I was surprised at the conviction with which she said this. She had only known me for a few short months! How could she so definitively say that I could not be an astronaut? With professors like this teaching our future school leaders it is not surprising that in a survey of high school dropouts, 69 percent cited that they were neither motivated or inspired to work hard in school.
To be fair, I understood what she was saying. One would have to be extremely intelligent, a genius even, to become an astronaut. A genius I was not, but as a person I had chutzpah and this got me thinking about the influence of student attitudes on their capabilities.
What is Growth Mindset and how can it Change How We Teach Children
It might seem like an obvious, all-pervasive concept in a society where myths of people pulling themselves up by their bootstraps and self-help books are everywhere, but the idea that human minds and abilities can be improved through learning is not as commonly applied as it seems. Believe it or not, this concept has yet to become the default understanding of how the mind works in school systems in Canada – a place where the dropout rates of high school graduates might surprise people.
I spent years, in graduate studies, examining the existing pedagogical paradigms that inform how children in Ontario are schooled. I found that the assumptions that policy makers and educators were making about improving performance in students was not only unfounded, but might actually have a detrimental effect on their learning.
What is being applied and what are the concerns?
At the moment, there are several models which inform how student achievement is inspired: the self-esteem model and the intelligence quotient (commonly known as I.Q).
The self-esteem model has been around since the early 1980s and was an attempt to increase students’ perceptions of their own worth by offering praise and rewards. The model didn’t come out of nowhere – scholars studying its effects did demonstrate that self-esteem and academic performance could be related. However, follow up studies showed that not only did self-esteem not seem to have much of an effect on a student’s performance in school, it could actually undermine their desire to seek out new challenges and belief in their own resilience to overcome them. It’s the “participation trophy effect” where students might come to expect praise as the status quo and won’t reach beyond that on their own.
The Intelligence Quotient model enjoys wide appeal with popular audiences but not everyone is aware that it has also been used as a guiding principle for determining children’s education approaches and some of its premises are problematic. For instance, the authors who put forth the notion that higher IQ test results correspond to professional achievements also argued that the intelligence measured was inherited and static. The idea that environmental factors (such as learning) could shape one’s brain and intelligence didn’t arrive until the early 2000s when studies in neuronal plasticity revealed just how malleable the mind is through adaptation. The problem is, the assumptions about IQ still hold some sway over because of their popularity and educators might still be thinking of the smart kids and the average kids in static, unchangeable terms.
That has to change, but how?
I suggest that an upgrade in understanding about how intellectual abilities are cultivated is needed – and plenty of evidence supports alternate models.
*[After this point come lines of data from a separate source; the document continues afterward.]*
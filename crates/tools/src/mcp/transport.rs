//! Transport for MCP messages.

use async_trait::async_trait;
use feedloom_core::error::ToolError;
use std::time::Duration;
use tokio::sync::RwLock;
use tracing::debug;

use super::protocol::{RpcNotification, RpcRequest, RpcResponse, response_from_sse};

const SESSION_HEADER: &str = "mcp-session-id";

#[async_trait]
pub trait McpTransport: Send + Sync {
    async fn send(&self, request: RpcRequest) -> Result<RpcResponse, ToolError>;

    async fn notify(&self, notification: RpcNotification) -> Result<(), ToolError>;
}

/// Streamable-HTTP transport: every message is one POST; the reply is
/// either a JSON body or an SSE body carrying the response.
pub struct HttpTransport {
    url: String,
    client: reqwest::Client,
    session_id: RwLock<Option<String>>,
}

impl HttpTransport {
    pub fn new(url: impl Into<String>, timeout: Duration) -> Self {
        let client = reqwest::Client::builder()
            .timeout(timeout)
            .build()
            .unwrap_or_else(|_| reqwest::Client::new());
        Self {
            url: url.into(),
            client,
            session_id: RwLock::new(None),
        }
    }

    pub fn url(&self) -> &str {
        &self.url
    }

    async fn post(&self, body: &impl serde::Serialize) -> Result<reqwest::Response, ToolError> {
        let mut builder = self
            .client
            .post(&self.url)
            .header("Accept", "application/json, text/event-stream")
            .json(body);
        if let Some(id) = self.session_id.read().await.as_deref() {
            builder = builder.header(SESSION_HEADER, id);
        }

        let response = builder.send().await.map_err(|e| {
            if e.is_timeout() {
                ToolError::Transport(format!("request to {} timed out", self.url))
            } else {
                ToolError::Transport(e.to_string())
            }
        })?;

        if let Some(id) = response.headers().get(SESSION_HEADER).and_then(|v| v.to_str().ok()) {
            *self.session_id.write().await = Some(id.to_string());
        }

        let status = response.status();
        if !status.is_success() {
            let body = response.text().await.unwrap_or_default();
            return Err(ToolError::Transport(format!("HTTP {}: {body}", status.as_u16())));
        }
        Ok(response)
    }
}

#[async_trait]
impl McpTransport for HttpTransport {
    async fn send(&self, request: RpcRequest) -> Result<RpcResponse, ToolError> {
        debug!(url = %self.url, method = %request.method, id = request.id, "MCP request");
        let id = request.id;
        let response = self.post(&request).await?;

        let is_sse = response
            .headers()
            .get(reqwest::header::CONTENT_TYPE)
            .and_then(|v| v.to_str().ok())
            .is_some_and(|ct| ct.starts_with("text/event-stream"));
        let body = response.text().await.map_err(|e| ToolError::Transport(e.to_string()))?;

        if is_sse {
            response_from_sse(&body, id).ok_or_else(|| ToolError::Protocol {
                code: -32700,
                message: format!("no response with id {id} in event stream"),
            })
        } else {
            serde_json::from_str(&body).map_err(|e| ToolError::Protocol {
                code: -32700,
                message: format!("invalid JSON-RPC response: {e}"),
            })
        }
    }

    async fn notify(&self, notification: RpcNotification) -> Result<(), ToolError> {
        self.post(&notification).await.map(|_| ())
    }
}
My studies were focused on one such model called Growth Mindset which is based on the belief “that intellectual capabilities can be cultivated and developed through application and instruction” (Dweck, 2006).
Students exposed to growth mindset strategies noted the following:
- Significant achievement improvements
- Success in the arts, academics and athletics
- Seeing failure as an opportunity to strategize and learn
- Creative problem-solving improvements
- Maintenance of interest in difficult tasks
- Activation of deeper brain regions responsible for lasting learning
- Sustaining of achievement over a long period of time
- Increased satisfaction and value in their own work
- Significant gains on standardized achievement tests
- And so forth
I want to note that there are some contrary studies which showed that implemented strategies for growth mindset didn’t correspond to better achievement or enhanced learning but overall, they don’t contradict the vast evidence in favor of the model.
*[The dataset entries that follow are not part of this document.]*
//! Ranked feed recommendations.

use feedloom_config::RecommendationConfig;
use feedloom_core::embedding::Embedder;
use feedloom_core::error::StoreError;
use feedloom_core::feed::{FeedItem, RankedItem};
use feedloom_store::FeedStore;
use serde::Serialize;
use std::sync::Arc;
use tokio::sync::RwLock;
use tracing::{debug, info, warn};

use crate::preference_model::{self, embed_missing, PreferenceModel, NEUTRAL_SCORE};

/// Result of `Recommender::refresh`.
#[derive(Debug, Clone, Serialize)]
pub struct RefreshStatus {
    pub status: &'static str,
    pub message: String,
    pub trained: bool,
    pub liked_count: usize,
    pub disliked_count: usize,
}

pub struct Recommender {
    store: Arc<FeedStore>,
    embedder: Arc<dyn Embedder>,
    candidate_cap: usize,
    min_labeled: usize,
    /// Last trained model. Only `refresh` replaces a trained model.
    model: RwLock<Option<Arc<PreferenceModel>>>,
}

impl Recommender {
    pub fn new(store: Arc<FeedStore>, embedder: Arc<dyn Embedder>) -> Self {
        Self::from_config(store, embedder, &RecommendationConfig::default())
    }

    pub fn from_config(store: Arc<FeedStore>, embedder: Arc<dyn Embedder>, config: &RecommendationConfig) -> Self {
        Self {
            store,
            embedder,
            candidate_cap: config.candidate_cap,
            min_labeled: config.min_labeled,
            model: RwLock::new(None),
        }
    }

    /// The cached model, if one has been trained.
    pub async fn model(&self) -> Option<Arc<PreferenceModel>> {
        self.model.read().await.clone()
    }

    /// Rank stored items for the user.
    ///
    /// Liked items score 0.0 and disliked items 1.0 regardless of the model;
    /// everything else is scored against the preference model. `source`
    /// keeps only items from that feed URL. Results are sorted by ascending
    /// score and truncated to `limit`.
    pub async fn recommend(
        &self,
        limit: usize,
        date: Option<&str>,
        source: Option<&str>,
    ) -> Result<Vec<RankedItem>, StoreError> {
        let candidates = self.store.get_all(self.candidate_cap, date).await?;
        if candidates.is_empty() {
            warn!("No feed items to recommend");
            return Ok(Vec::new());
        }

        let model = self.ensure_model().await?;
        let preferences = self.store.preferences_by_id().await?;

        let candidates: Vec<FeedItem> = candidates
            .into_iter()
            .filter(|item| source.is_none_or(|s| item.source == s))
            .collect();

        let unlabelled: Vec<&FeedItem> = candidates
            .iter()
            .filter(|item| !preferences.contains_key(&item.id) && !item.document().trim().is_empty())
            .collect();
        let embeddings = if model.is_some() {
            embed_missing(unlabelled.iter().copied(), self.embedder.as_ref()).await?
        } else {
            Vec::new()
        };
        let mut embeddings = embeddings.into_iter();

        let mut ranked: Vec<RankedItem> = candidates
            .into_iter()
            .map(|item| {
                let preference = preferences.get(&item.id).cloned();
                let score = match &preference {
                    Some(p) if p.is_liked => 0.0,
                    Some(_) => 1.0,
                    None if item.document().trim().is_empty() => NEUTRAL_SCORE,
                    None => match embeddings.next() {
                        Some(e) => preference_model::score(&e, model.as_deref()),
                        None => NEUTRAL_SCORE,
                    },
                };
                let mut r = RankedItem::new(item);
                r.preference = preference;
                r.set_score(score);
                r
            })
            .collect();

        ranked.sort_by(|a, b| {
            a.preference_score
                .partial_cmp(&b.preference_score)
                .unwrap_or(std::cmp::Ordering::Equal)
        });
        ranked.truncate(limit);
        debug!(returned = ranked.len(), "Recommendations ranked");
        Ok(ranked)
    }

    /// Discard the cached model and retrain now.
    pub async fn refresh(&self) -> Result<RefreshStatus, StoreError> {
        let trained = self.train().await?;
        let mut slot = self.model.write().await;
        *slot = trained.clone();

        let status = match trained {
            Some(model) => RefreshStatus {
                status: "success",
                message: "Preference model refreshed".into(),
                trained: true,
                liked_count: model.liked_count,
                disliked_count: model.disliked_count,
            },
            None => RefreshStatus {
                status: "success",
                message: format!(
                    "Preference model cleared: at least {} labelled items are needed",
                    self.min_labeled
                ),
                trained: false,
                liked_count: 0,
                disliked_count: 0,
            },
        };
        info!(trained = status.trained, "Preference model refresh");
        Ok(status)
    }

    /// Cached model, training one if none is cached. An insufficient-data
    /// result is not cached.
    async fn ensure_model(&self) -> Result<Option<Arc<PreferenceModel>>, StoreError> {
        if let Some(model) = self.model.read().await.clone() {
            return Ok(Some(model));
        }

        let trained = self.train().await?;
        if let Some(model) = &trained {
            let mut slot = self.model.write().await;
            // Another caller may have trained meanwhile; keep theirs.
            if slot.is_none() {
                *slot = Some(model.clone());
            }
        }
        Ok(trained)
    }

    async fn train(&self) -> Result<Option<Arc<PreferenceModel>>, StoreError> {
        let preferences = self.store.get_all_preferences().await?;
        if preferences.len() < self.min_labeled {
            debug!(labelled = preferences.len(), "Too few preferences, skipping item lookup");
            return Ok(None);
        }
        let ids: Vec<String> = preferences.iter().map(|p| p.feed_id.clone()).collect();
        let items = self.store.get_items(&ids).await?;
        let model = PreferenceModel::train(&preferences, &items, self.embedder.as_ref(), self.min_labeled).await?;
        Ok(model.map(Arc::new))
    }
}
Perhaps more than breaking down the inherited intelligence argument, growth mindset also throws a wrench into another social myth about the arts and athletics: you aren’t born talented. In fact, there is some preliminary evidence that genius of the artistic variety can be won through personal devotion and practice of one’s craft. Similar points can be made in the area of sports where talent also trumps practice in terms of how society understands athletic achievement.
So what does this mean? Can anyone be Beethoven or Muhammad Ali?
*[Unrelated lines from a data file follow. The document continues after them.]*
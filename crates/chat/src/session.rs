//! Plain chat session: a model, a system prompt and an ordered history.

use std::sync::LazyLock;

use feedloom_core::message::{Message, SessionId};
use feedloom_core::provider::ProviderRequest;
use feedloom_providers::ResolvedModel;
use regex_lite::Regex;
use tracing::{debug, info};

use crate::error::Result;

static THINK_BLOCK: LazyLock<Regex> =
    LazyLock::new(|| Regex::new(r"<think>[\s\S]*?</think>").expect("think pattern is valid"));

/// Remove `<think>...</think>` reasoning blocks emitted by reasoning models.
pub fn strip_reasoning(text: &str) -> String {
    if !text.contains("<think>") {
        return text.to_string();
    }
    THINK_BLOCK.replace_all(text, "").trim().to_string()
}

pub struct ChatSession {
    id: SessionId,
    model_type: String,
    model: ResolvedModel,
    system_prompt: String,
    history: Vec<Message>,
    temperature: f32,
    max_tokens: Option<u32>,
}

impl ChatSession {
    pub fn new(
        id: SessionId,
        model_type: impl Into<String>,
        model: ResolvedModel,
        system_prompt: impl Into<String>,
    ) -> Self {
        Self {
            id,
            model_type: model_type.into(),
            model,
            system_prompt: system_prompt.into(),
            history: Vec::new(),
            temperature: 0.7,
            max_tokens: None,
        }
    }

    pub fn with_sampling(mut self, temperature: f32, max_tokens: Option<u32>) -> Self {
        self.temperature = temperature;
        self.max_tokens = max_tokens;
        self
    }

    pub fn id(&self) -> &SessionId {
        &self.id
    }

    pub fn model_type(&self) -> &str {
        &self.model_type
    }

    pub fn model(&self) -> &ResolvedModel {
        &self.model
    }

    pub fn system_prompt(&self) -> &str {
        &self.system_prompt
    }

    pub(crate) fn set_system_prompt(&mut self, prompt: String) {
        self.system_prompt = prompt;
    }

    pub fn history(&self) -> &[Message] {
        &self.history
    }

    /// System prompt, then history, then `extra` in order.
    pub(crate) fn request(&self, extra: Vec<Message>) -> ProviderRequest {
        let mut messages = Vec::with_capacity(self.history.len() + extra.len() + 1);
        messages.push(Message::system(&self.system_prompt));
        messages.extend(self.history.iter().cloned());
        messages.extend(extra);

        let mut request = ProviderRequest::new(&self.model.model, messages);
        request.temperature = self.temperature;
        request.max_tokens = self.max_tokens;
        request
    }

    /// Append one finished exchange. Both messages land together or not at all.
    pub(crate) fn commit(&mut self, user: &str, assistant: String) {
        self.history.reserve(2);
        self.history.push(Message::user(user));
        self.history.push(Message::assistant(assistant));
        debug!(session_id = %self.id, messages = self.history.len(), "History updated");
    }

    /// One non-streaming exchange. On failure the history is untouched.
    pub async fn send(&mut self, user_input: &str) -> Result<String> {
        info!(session_id = %self.id, model_type = %self.model_type, "Chat turn");
        let request = self.request(vec![Message::user(user_input)]);
        let response = self.model.provider.complete(request).await?;

        let text = strip_reasoning(&response.message.content);
        self.commit(user_input, text.clone());
        Ok(text)
    }
}

#[cfg(test)]
pub(crate) mod test_support {
    use async_trait::async_trait;
    use feedloom_core::error::ProviderError;
    use feedloom_core::message::Message;
    use feedloom_core::provider::{ChunkStream, Provider, ProviderRequest, ProviderResponse, StreamChunk};
    use feedloom_providers::ResolvedModel;
    use std::collections::VecDeque;
    use std::sync::{Arc, Mutex};

    /// One scripted model reply.
    #[derive(Clone)]
    pub enum Reply {
        /// Streamed as these fragments; `complete` joins them.
        Text(Vec<&'static str>),
        /// The request fails before any output.
        Fail,
        /// Fragments, then a mid-stream error.
        Broken(Vec<&'static str>),
    }

    /// Replays replies in order; the last one repeats when the script runs out.
    pub struct ScriptedProvider {
        script: Mutex<VecDeque<Reply>>,
        last: Mutex<Option<Reply>>,
        pub requests: Mutex<Vec<ProviderRequest>>,
    }

    impl ScriptedProvider {
        pub fn new(script: Vec<Reply>) -> Arc<Self> {
            Arc::new(Self {
                script: Mutex::new(script.into()),
                last: Mutex::new(None),
                requests: Mutex::new(Vec::new()),
            })
        }

        fn next(&self, request: ProviderRequest) -> Reply {
            self.requests.lock().unwrap().push(request);
            let next = self.script.lock().unwrap().pop_front();
            let mut last = self.last.lock().unwrap();
            match next {
                Some(reply) => {
                    *last = Some(reply.clone());
                    reply
                }
                None => last.clone().unwrap_or(Reply::Text(vec![])),
            }
        }

        pub fn resolved(self: &Arc<Self>) -> ResolvedModel {
            ResolvedModel {
                provider: self.clone(),
                model: "scripted-model".into(),
            }
        }
    }

    #[async_trait]
    impl Provider for ScriptedProvider {
        fn name(&self) -> &str {
            "scripted"
        }

        async fn complete(&self, request: ProviderRequest) -> Result<ProviderResponse, ProviderError> {
            match self.next(request) {
                Reply::Text(parts) => Ok(ProviderResponse {
                    message: Message::assistant(parts.concat()),
                    usage: None,
                    model: "scripted-model".into(),
                }),
                Reply::Fail | Reply::Broken(_) => Err(ProviderError::Network("connection reset".into())),
            }
        }

        async fn stream(&self, request: ProviderRequest) -> Result<ChunkStream, ProviderError> {
            let reply = self.next(request);
            let (tx, rx) = tokio::sync::mpsc::channel(64);
            let (parts, broken) = match reply {
                Reply::Fail => return Err(ProviderError::Network("connection refused".into())),
                Reply::Text(parts) => (parts, false),
                Reply::Broken(parts) => (parts, true),
            };
            for part in parts {
                let _ = tx
                    .send(Ok(StreamChunk {
                        content: Some(part.to_string()),
                        ..StreamChunk::default()
                    }))
                    .await;
            }
            let last = if broken {
                Err(ProviderError::StreamInterrupted("socket closed".into()))
            } else {
                Ok(StreamChunk {
                    done: true,
                    ..StreamChunk::default()
                })
            };
            let _ = tx.send(last).await;
            Ok(rx)
        }
    }
}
Of course, the answer to this is: not necessarily. Otherwise a set number of hours of practice of any craft could be directly tied to genius levels of achievement. But what growth mindset does unlock is our student’s ultimate potential. In other words, without the belief that practice could mean improvement, we might never know just what is possible – and everyone deserves an equal chance to find that out about themselves.
My hope is the future is to advocate for growth mindset to become the dominant pedagogical paradigm that Ontarian children are educated under so they might benefit from a sense of accomplishment and achievement derived from their own self-improvement and learning. For a public school system, the benefits to our children and our society cannot be overstated.